• Goal of the exercise: Below are entries. Reproduce exactly the lines between the line holding "let shared = Arc::new(Shared" and the line holding "a push channel.", inclusive, and only those.

┌─ Dataset entries

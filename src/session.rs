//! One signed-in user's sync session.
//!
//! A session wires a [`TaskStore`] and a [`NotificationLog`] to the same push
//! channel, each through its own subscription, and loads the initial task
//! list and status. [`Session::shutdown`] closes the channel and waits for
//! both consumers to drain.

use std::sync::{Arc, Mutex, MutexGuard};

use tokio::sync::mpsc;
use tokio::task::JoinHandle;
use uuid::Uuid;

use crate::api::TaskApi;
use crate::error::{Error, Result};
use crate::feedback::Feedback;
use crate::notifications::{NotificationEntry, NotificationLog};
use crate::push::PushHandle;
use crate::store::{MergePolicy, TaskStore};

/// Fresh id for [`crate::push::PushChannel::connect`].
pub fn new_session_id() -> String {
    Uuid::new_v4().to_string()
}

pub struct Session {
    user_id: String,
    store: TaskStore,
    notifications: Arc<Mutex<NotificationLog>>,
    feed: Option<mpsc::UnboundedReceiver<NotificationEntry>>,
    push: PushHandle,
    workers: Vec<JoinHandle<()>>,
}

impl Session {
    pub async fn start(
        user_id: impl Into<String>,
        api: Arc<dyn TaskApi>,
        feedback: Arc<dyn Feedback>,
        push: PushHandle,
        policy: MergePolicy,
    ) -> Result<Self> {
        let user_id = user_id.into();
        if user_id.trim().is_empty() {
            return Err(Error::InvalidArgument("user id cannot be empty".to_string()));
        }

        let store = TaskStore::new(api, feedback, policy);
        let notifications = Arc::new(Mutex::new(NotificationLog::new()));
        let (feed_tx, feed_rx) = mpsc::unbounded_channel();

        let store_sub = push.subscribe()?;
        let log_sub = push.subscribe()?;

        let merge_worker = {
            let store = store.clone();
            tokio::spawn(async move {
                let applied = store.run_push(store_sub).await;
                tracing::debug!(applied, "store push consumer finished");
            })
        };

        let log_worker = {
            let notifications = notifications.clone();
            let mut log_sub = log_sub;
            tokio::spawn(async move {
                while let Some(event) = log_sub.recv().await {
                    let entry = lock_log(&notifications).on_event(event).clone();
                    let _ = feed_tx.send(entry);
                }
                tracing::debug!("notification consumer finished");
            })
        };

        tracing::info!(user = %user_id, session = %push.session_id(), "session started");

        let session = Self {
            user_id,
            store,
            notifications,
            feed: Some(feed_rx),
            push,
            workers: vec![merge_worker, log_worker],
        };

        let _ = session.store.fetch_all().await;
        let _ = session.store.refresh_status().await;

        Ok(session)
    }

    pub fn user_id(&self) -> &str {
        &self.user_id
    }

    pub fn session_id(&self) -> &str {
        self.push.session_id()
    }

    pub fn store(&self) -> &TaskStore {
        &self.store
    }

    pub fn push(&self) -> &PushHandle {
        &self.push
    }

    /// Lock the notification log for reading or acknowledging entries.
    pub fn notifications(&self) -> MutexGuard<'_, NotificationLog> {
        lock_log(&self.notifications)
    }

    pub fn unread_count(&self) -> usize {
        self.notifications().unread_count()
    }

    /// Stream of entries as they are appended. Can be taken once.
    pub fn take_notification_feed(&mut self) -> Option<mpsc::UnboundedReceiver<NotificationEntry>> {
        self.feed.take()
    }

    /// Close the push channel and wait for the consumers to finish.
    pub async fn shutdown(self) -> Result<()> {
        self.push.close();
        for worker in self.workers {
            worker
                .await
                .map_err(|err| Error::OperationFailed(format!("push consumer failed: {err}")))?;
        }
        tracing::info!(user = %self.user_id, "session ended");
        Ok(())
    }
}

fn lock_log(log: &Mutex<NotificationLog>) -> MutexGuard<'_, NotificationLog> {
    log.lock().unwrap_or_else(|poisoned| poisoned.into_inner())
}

└─
┌─ Dataset entries

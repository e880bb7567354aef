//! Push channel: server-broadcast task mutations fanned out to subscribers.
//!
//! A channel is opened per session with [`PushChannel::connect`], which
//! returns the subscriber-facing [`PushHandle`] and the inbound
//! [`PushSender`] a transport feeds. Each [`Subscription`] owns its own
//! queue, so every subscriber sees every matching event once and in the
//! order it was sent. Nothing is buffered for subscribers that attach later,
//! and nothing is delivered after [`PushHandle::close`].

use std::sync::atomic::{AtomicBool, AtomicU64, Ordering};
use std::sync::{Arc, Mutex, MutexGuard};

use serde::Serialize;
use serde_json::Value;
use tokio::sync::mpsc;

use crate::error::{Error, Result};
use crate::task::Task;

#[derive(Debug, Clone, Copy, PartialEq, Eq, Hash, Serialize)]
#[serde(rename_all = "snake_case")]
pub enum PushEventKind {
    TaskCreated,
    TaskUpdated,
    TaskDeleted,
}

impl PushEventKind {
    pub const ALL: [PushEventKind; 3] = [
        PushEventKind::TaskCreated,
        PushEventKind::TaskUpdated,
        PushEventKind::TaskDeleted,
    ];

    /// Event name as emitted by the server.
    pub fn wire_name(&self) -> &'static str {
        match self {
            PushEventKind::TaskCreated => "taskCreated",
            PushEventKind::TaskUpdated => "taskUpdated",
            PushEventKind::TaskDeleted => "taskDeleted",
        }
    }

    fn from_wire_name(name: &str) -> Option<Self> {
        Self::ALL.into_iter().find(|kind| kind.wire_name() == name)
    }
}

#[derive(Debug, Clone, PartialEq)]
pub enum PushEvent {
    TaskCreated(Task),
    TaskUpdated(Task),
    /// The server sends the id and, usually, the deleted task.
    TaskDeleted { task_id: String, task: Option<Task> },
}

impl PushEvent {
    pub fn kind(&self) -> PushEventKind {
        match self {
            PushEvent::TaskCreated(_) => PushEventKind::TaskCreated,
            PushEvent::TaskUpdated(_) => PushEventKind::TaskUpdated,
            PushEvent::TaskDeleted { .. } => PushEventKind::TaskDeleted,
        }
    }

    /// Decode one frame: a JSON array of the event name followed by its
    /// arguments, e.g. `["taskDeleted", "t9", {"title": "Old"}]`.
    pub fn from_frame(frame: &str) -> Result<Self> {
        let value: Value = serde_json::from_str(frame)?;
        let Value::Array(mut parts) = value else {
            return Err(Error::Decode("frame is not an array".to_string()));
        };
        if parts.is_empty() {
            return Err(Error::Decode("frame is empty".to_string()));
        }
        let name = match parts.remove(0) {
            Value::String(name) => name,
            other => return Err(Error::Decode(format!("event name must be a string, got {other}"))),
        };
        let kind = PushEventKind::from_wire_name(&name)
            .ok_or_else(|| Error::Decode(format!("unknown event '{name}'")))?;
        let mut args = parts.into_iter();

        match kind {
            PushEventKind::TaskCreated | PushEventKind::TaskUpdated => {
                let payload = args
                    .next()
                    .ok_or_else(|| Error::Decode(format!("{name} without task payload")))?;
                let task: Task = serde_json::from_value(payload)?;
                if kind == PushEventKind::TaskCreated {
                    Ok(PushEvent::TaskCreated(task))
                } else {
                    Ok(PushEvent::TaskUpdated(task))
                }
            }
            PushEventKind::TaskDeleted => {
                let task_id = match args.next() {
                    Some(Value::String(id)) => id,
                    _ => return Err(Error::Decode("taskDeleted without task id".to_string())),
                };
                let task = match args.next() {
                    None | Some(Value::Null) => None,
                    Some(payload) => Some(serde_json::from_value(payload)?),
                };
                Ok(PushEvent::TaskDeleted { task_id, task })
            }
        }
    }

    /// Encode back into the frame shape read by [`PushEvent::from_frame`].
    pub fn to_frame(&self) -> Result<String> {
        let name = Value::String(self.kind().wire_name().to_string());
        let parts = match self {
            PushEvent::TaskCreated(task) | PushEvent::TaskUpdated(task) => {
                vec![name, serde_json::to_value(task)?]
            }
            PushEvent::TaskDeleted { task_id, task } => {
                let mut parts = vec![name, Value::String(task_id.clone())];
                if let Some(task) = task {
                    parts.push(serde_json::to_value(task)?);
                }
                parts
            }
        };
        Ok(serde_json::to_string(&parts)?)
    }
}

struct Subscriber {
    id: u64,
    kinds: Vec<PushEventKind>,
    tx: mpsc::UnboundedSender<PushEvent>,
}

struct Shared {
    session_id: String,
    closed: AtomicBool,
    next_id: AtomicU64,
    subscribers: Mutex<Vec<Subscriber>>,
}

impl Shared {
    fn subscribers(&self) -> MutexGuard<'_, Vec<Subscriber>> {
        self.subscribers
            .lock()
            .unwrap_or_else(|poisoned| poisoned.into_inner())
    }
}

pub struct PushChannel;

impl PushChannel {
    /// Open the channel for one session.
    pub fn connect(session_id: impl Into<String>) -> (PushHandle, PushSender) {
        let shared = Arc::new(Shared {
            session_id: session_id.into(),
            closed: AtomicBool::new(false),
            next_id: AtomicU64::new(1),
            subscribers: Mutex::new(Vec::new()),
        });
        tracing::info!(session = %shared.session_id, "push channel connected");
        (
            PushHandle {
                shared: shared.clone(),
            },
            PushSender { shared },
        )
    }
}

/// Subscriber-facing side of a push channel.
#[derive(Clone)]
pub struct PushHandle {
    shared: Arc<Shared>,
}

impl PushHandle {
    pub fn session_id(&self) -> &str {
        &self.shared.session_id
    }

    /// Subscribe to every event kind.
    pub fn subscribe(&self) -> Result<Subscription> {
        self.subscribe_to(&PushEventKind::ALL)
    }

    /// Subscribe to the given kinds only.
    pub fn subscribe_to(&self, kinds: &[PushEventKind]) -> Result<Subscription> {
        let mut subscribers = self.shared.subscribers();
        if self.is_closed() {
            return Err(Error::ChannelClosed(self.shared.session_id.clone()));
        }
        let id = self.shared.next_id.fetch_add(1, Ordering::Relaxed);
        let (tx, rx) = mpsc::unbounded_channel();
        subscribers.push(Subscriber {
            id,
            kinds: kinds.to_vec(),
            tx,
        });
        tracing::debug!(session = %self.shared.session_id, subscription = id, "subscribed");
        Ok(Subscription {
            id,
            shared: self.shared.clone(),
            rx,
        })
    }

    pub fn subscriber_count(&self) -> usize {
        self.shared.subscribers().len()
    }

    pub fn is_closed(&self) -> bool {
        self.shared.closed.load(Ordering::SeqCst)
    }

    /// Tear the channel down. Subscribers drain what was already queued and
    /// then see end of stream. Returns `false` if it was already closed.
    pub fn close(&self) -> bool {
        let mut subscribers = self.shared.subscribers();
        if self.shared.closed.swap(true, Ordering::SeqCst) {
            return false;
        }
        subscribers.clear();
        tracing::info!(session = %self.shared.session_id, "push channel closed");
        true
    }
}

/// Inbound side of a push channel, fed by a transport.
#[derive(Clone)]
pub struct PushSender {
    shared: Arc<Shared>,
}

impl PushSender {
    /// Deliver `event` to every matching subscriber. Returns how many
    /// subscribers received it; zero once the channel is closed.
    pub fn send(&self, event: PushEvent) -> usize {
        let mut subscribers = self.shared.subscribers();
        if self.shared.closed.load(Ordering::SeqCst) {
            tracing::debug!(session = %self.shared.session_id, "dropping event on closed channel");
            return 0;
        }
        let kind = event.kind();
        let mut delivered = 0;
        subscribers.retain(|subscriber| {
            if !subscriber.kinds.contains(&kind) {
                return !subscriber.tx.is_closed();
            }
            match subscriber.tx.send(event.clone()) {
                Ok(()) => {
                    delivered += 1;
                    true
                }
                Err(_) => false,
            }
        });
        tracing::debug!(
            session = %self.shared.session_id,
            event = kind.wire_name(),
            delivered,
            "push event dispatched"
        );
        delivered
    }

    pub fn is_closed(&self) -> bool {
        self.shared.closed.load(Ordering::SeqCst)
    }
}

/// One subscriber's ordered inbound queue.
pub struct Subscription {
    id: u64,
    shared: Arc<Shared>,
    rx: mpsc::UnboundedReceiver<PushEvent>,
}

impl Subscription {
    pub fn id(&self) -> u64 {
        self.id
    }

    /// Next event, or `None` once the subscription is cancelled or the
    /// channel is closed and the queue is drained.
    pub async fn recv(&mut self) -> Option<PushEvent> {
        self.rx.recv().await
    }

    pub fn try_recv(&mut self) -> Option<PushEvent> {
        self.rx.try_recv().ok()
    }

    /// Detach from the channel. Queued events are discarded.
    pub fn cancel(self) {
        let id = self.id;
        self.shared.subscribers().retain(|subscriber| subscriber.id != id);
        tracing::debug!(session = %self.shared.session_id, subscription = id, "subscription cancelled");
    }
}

└─

• Exercise response:
        let shared = Arc::new(Shared {
            session_id: session_id.into(),
            closed: AtomicBool::new(false),
            next_id: AtomicU64::new(1),
            subscribers: Mutex::new(Vec::new()),
        });
        tracing::info!(session = %shared.session_id, "push channel connected");
        (
            PushHandle {
                shared: shared.clone(),
            },
            PushSender { shared },
        )
    }
}

/// Subscriber-facing side of a push channel.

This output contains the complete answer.